The use of triple antibiotic paste (TAP) (mixture of ciprofloxacin, metronidazole and minocycline) as an intra-canal medicament have shown very encouraging results particularly in non-vital immature teeth associated with periradicular lesions. Hence, before opting for a surgical approach, a non-surgical approach can be thought of with extended use of TAP as intra-canal medicament, especially in patients who are phobic to invasive procedures. On the flip side, the use of TAP has few side-effects, of which one is the discoloration it can cause due to the presence of minocycline in the mix. The purpose of this article is to presents a case of coronal discoloration due to the use of TAP as an endodontic intra-canal medicament.

Keywords: Discoloration, minocycline, non-surgical therapy, periradicular lesion, triple antibiotic paste


How to cite this article:
Thomas MS. Crown discoloration due to the use of triple antibiotic paste as an endodontic intra-canal medicament. Saudi Endod J 2014;4:32-5

How to cite this URL:
Thomas MS. Crown discoloration due to the use of triple antibiotic paste as an endodontic intra-canal medicament. Saudi Endod J [serial online] 2014 [cited 2019 Sep 15];4:32-5. Available from: http://www.saudiendodj.com/text.asp?2014/4/1/32/127985


  Introduction Top


Periradicular lesions associated with a non-vital tooth can be generally grouped as periapical abscess, granuloma or cyst. [ 1 ] Zain et al. reported that the presence of large size of periapical radiolucency is more likely to be a periradicular cyst. [2] Since the primary cause for these periradicular lesions are the microorganisms, utmost importance needs to be given to the sterilization of the root canal system. [3] Various treatment approaches to manage a large periapical lesion can be broadly classified as either surgical or non-surgical endodontic therapy. As surgical approaches have many shortcomings, it is advisable to treat initially all periradicular lesions conservatively by a non-surgical root canal therapy with the use of an antimicrobial intra-canal medicament. [4]

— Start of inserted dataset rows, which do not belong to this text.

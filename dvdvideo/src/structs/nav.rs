//! Navigation packets: presentation control (PCI) and data search (DSI)
//! information carried in private stream 2 once per VOBU.

use crate::utils::errors::DemuxError;
use crate::utils::sector::BinaryCursor;

pub const PCI_SUBSTREAM: u8 = 0x00;
pub const DSI_SUBSTREAM: u8 = 0x01;
pub const MAX_BUTTONS: usize = 36;

/// One highlight button rectangle and its neighbours.
#[derive(Debug, Clone, Copy, Default, PartialEq, Eq)]
pub struct ButtonInfo {
    pub color_number: u8,
    pub x_start: u16,
    pub x_end: u16,
    pub auto_action: u8,
    pub y_start: u16,
    pub y_end: u16,
    pub up: u8,
    pub down: u8,
    pub left: u8,
    pub right: u8,
    pub command: [u8; 8],
}

impl ButtonInfo {
    fn parse(cursor: &mut BinaryCursor) -> Result<Self, DemuxError> {
        let b: [u8; 10] = cursor.read_array()?;
        let command = cursor.read_array()?;

        Ok(Self {
            color_number: b[0] >> 6,
            x_start: ((b[0] & 0x3F) as u16) << 4 | (b[1] >> 4) as u16,
            x_end: ((b[1] & 0x03) as u16) << 8 | b[2] as u16,
            auto_action: b[3] >> 6,
            y_start: ((b[3] & 0x3F) as u16) << 4 | (b[4] >> 4) as u16,
            y_end: ((b[4] & 0x03) as u16) << 8 | b[5] as u16,
            up: b[6] & 0x3F,
            down: b[7] & 0x3F,
            left: b[8] & 0x3F,
            right: b[9] & 0x3F,
            command,
        })
    }
}

/// Highlight general information.
#[derive(Debug, Clone, Copy, Default, PartialEq, Eq)]
pub struct HighlightInfo {
    pub hli_ss: u16,
    pub hli_s_ptm: u32,
    pub hli_e_ptm: u32,
    pub btn_se_e_ptm: u32,
    pub btn_md: u16,
    pub btn_ofn: u8,
    pub btn_ns: u8,
    pub nsl_btn_ns: u8,
    pub fosl_btnn: u8,
    pub foac_btnn: u8,
    pub btn_coli: [[u32; 2]; 3],
}

#[derive(Debug, Clone, PartialEq, Eq)]
pub struct Pci {
    pub nv_pck_lbn: u32,
    pub vobu_cat: u16,
    pub vobu_uop_ctl: u32,
    /// VOBU start presentation time, 90 kHz.
    pub vobu_s_ptm: u32,
    /// VOBU end presentation time, 90 kHz.
    pub vobu_e_ptm: u32,
    pub vobu_se_e_ptm: u32,
    pub e_eltm: [u8; 4],
    pub vobu_isrc: [u8; 32],
    pub nsml_agli: [u32; 9],
    pub hli: HighlightInfo,
    pub buttons: [ButtonInfo; MAX_BUTTONS],
}

impl Default for Pci {
    fn default() -> Self {
        Self {
            nv_pck_lbn: 0,
            vobu_cat: 0,
            vobu_uop_ctl: 0,
            vobu_s_ptm: 0,
            vobu_e_ptm: 0,
            vobu_se_e_ptm: 0,
            e_eltm: [0; 4],
            vobu_isrc: [0; 32],
            nsml_agli: [0; 9],
            hli: HighlightInfo::default(),
            buttons: [ButtonInfo::default(); MAX_BUTTONS],
        }
    }
}

impl Pci {
    /// Parses from the byte after the substream id.
    pub fn parse(cursor: &mut BinaryCursor) -> Result<Self, DemuxError> {
        let nv_pck_lbn = cursor.read_u32()?;
        let vobu_cat = cursor.read_u16()?;
        cursor.skip(2)?;
        let vobu_uop_ctl = cursor.read_u32()?;
        let vobu_s_ptm = cursor.read_u32()?;
        let vobu_e_ptm = cursor.read_u32()?;
        let vobu_se_e_ptm = cursor.read_u32()?;
        let e_eltm = cursor.read_array()?;
        let vobu_isrc = cursor.read_array()?;

        let mut nsml_agli = [0u32; 9];
        for angle in nsml_agli.iter_mut() {
            *angle = cursor.read_u32()?;
        }

        let mut hli = HighlightInfo {
            hli_ss: cursor.read_u16()?,
            hli_s_ptm: cursor.read_u32()?,
            hli_e_ptm: cursor.read_u32()?,
            btn_se_e_ptm: cursor.read_u32()?,
            btn_md: cursor.read_u16()?,
            btn_ofn: cursor.read_u8()?,
            btn_ns: cursor.read_u8()?,
            nsl_btn_ns: cursor.read_u8()?,
            ..Default::default()
        };
        cursor.skip(1)?;
        hli.fosl_btnn = cursor.read_u8()?;
        hli.foac_btnn = cursor.read_u8()?;
        for colors in hli.btn_coli.iter_mut() {
            colors[0] = cursor.read_u32()?;
            colors[1] = cursor.read_u32()?;
        }

        let mut buttons = [ButtonInfo::default(); MAX_BUTTONS];
        for button in buttons.iter_mut() {
            *button = ButtonInfo::parse(cursor)?;
        }

        Ok(Self {
            nv_pck_lbn,
            vobu_cat,
            vobu_uop_ctl,
            vobu_s_ptm,
            vobu_e_ptm,
            vobu_se_e_ptm,
            e_eltm,
            vobu_isrc,
            nsml_agli,
            hli,
            buttons,
        })
    }
}

#[derive(Debug, Clone, Copy, Default, PartialEq, Eq)]
pub struct Dsi {
    pub nv_pck_scr: u32,
    pub nv_pck_lbn: u32,
    pub vobu_ea: u32,
    pub vobu_1stref_ea: u32,
    pub vobu_2ndref_ea: u32,
    pub vobu_3rdref_ea: u32,
    pub vobu_vob_idn: u16,
    pub vobu_c_idn: u8,
    pub c_eltm: [u8; 4],
}

impl Dsi {
    /// Parses the general information block from the byte after the
    /// substream id.
    pub fn parse(cursor: &mut BinaryCursor) -> Result<Self, DemuxError> {
        let mut dsi = Self {
            nv_pck_scr: cursor.read_u32()?,
            nv_pck_lbn: cursor.read_u32()?,
            vobu_ea: cursor.read_u32()?,
            vobu_1stref_ea: cursor.read_u32()?,
            vobu_2ndref_ea: cursor.read_u32()?,
            vobu_3rdref_ea: cursor.read_u32()?,
            vobu_vob_idn: cursor.read_u16()?,
            ..Default::default()
        };
        cursor.skip(1)?;
        dsi.vobu_c_idn = cursor.read_u8()?;
        dsi.c_eltm = cursor.read_array()?;
        Ok(dsi)
    }
}

#[cfg(test)]
mod tests {
    use super::*;

    #[test]
    fn unpacks_button_bitfields() -> anyhow::Result<()> {
        // color 2, x 100..700, auto 1, y 50..400, links 1/2/3/4
        let mut data = vec![
            0x80 | (100 >> 4),
            ((100 & 0xF) << 4) as u8 | (700 >> 8) as u8,
            (700 & 0xFF) as u8,
            0x40 | (50 >> 4),
            ((50 & 0xF) << 4) as u8 | (400 >> 8) as u8,
            (400 & 0xFF) as u8,
            0xC1,
            2,
            3,
            4,
        ];
        data.extend_from_slice(&[0x30, 0x02, 0, 0, 0, 0, 0, 0x07]);

        let button = ButtonInfo::parse(&mut BinaryCursor::new(&data))?;
        assert_eq!(button.color_number, 2);
        assert_eq!((button.x_start, button.x_end), (100, 700));
        assert_eq!(button.auto_action, 1);
        assert_eq!((button.y_start, button.y_end), (50, 400));
        assert_eq!(
            (button.up, button.down, button.left, button.right),
            (1, 2, 3, 4)
        );
        assert_eq!(button.command[7], 0x07);
        Ok(())
    }

    #[test]
    fn reads_dsi_cell_identifiers() -> anyhow::Result<()> {
        let mut data = vec![0u8; 24];
        data[3] = 0x10;
        data.extend_from_slice(&[0x00, 0x02, 0x00, 0x05]);
        data.extend_from_slice(&[0x00, 0x00, 0x10, 0x40]);

        let dsi = Dsi::parse(&mut BinaryCursor::new(&data))?;
        assert_eq!(dsi.nv_pck_scr, 0x10);
        assert_eq!(dsi.vobu_vob_idn, 2);
        assert_eq!(dsi.vobu_c_idn, 5);
        assert_eq!(dsi.c_eltm, [0, 0, 0x10, 0x40]);
        Ok(())
    }
}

Although calcium hydroxide is the most commonly used intra-canal medicament, it has limited effectiveness in the complete elimination of microorganisms from the root canal system. [5] Hence for effectively removing the complex microbial flora from the root canal, combinations of antibiotics have been suggested. [6] Triple antibiotic paste (TAP) "combination of metronidazole, ciprofloxacin and minocycline" is one such combination of antibiotics, which has shown positive outcome. [7] Even though, this antibiotic combination has shown promising results, it is shown to cause discoloration of the coronal tooth structure. [8] This article presents a case of crown discoloration due to the use of TAP as an endodontic intra-canal medicament.


  Case Report Top


A 19-year-old female patient reported to the Department of Conservative Dentistry and Endodontics, Manipal College of Dental Sciences, Mangalore with a chief complain of fractured restoration in the upper front teeth. She gave a history of mild intermittent pain in the upper front teeth region. On further history taking it was revealed that the patient had a blow to her front teeth that resulted in the fracture of incisal edges of her upper central incisor, when she was 10-year-old. After some palliative treatment, the teeth were immediately restored with composite resin restorations.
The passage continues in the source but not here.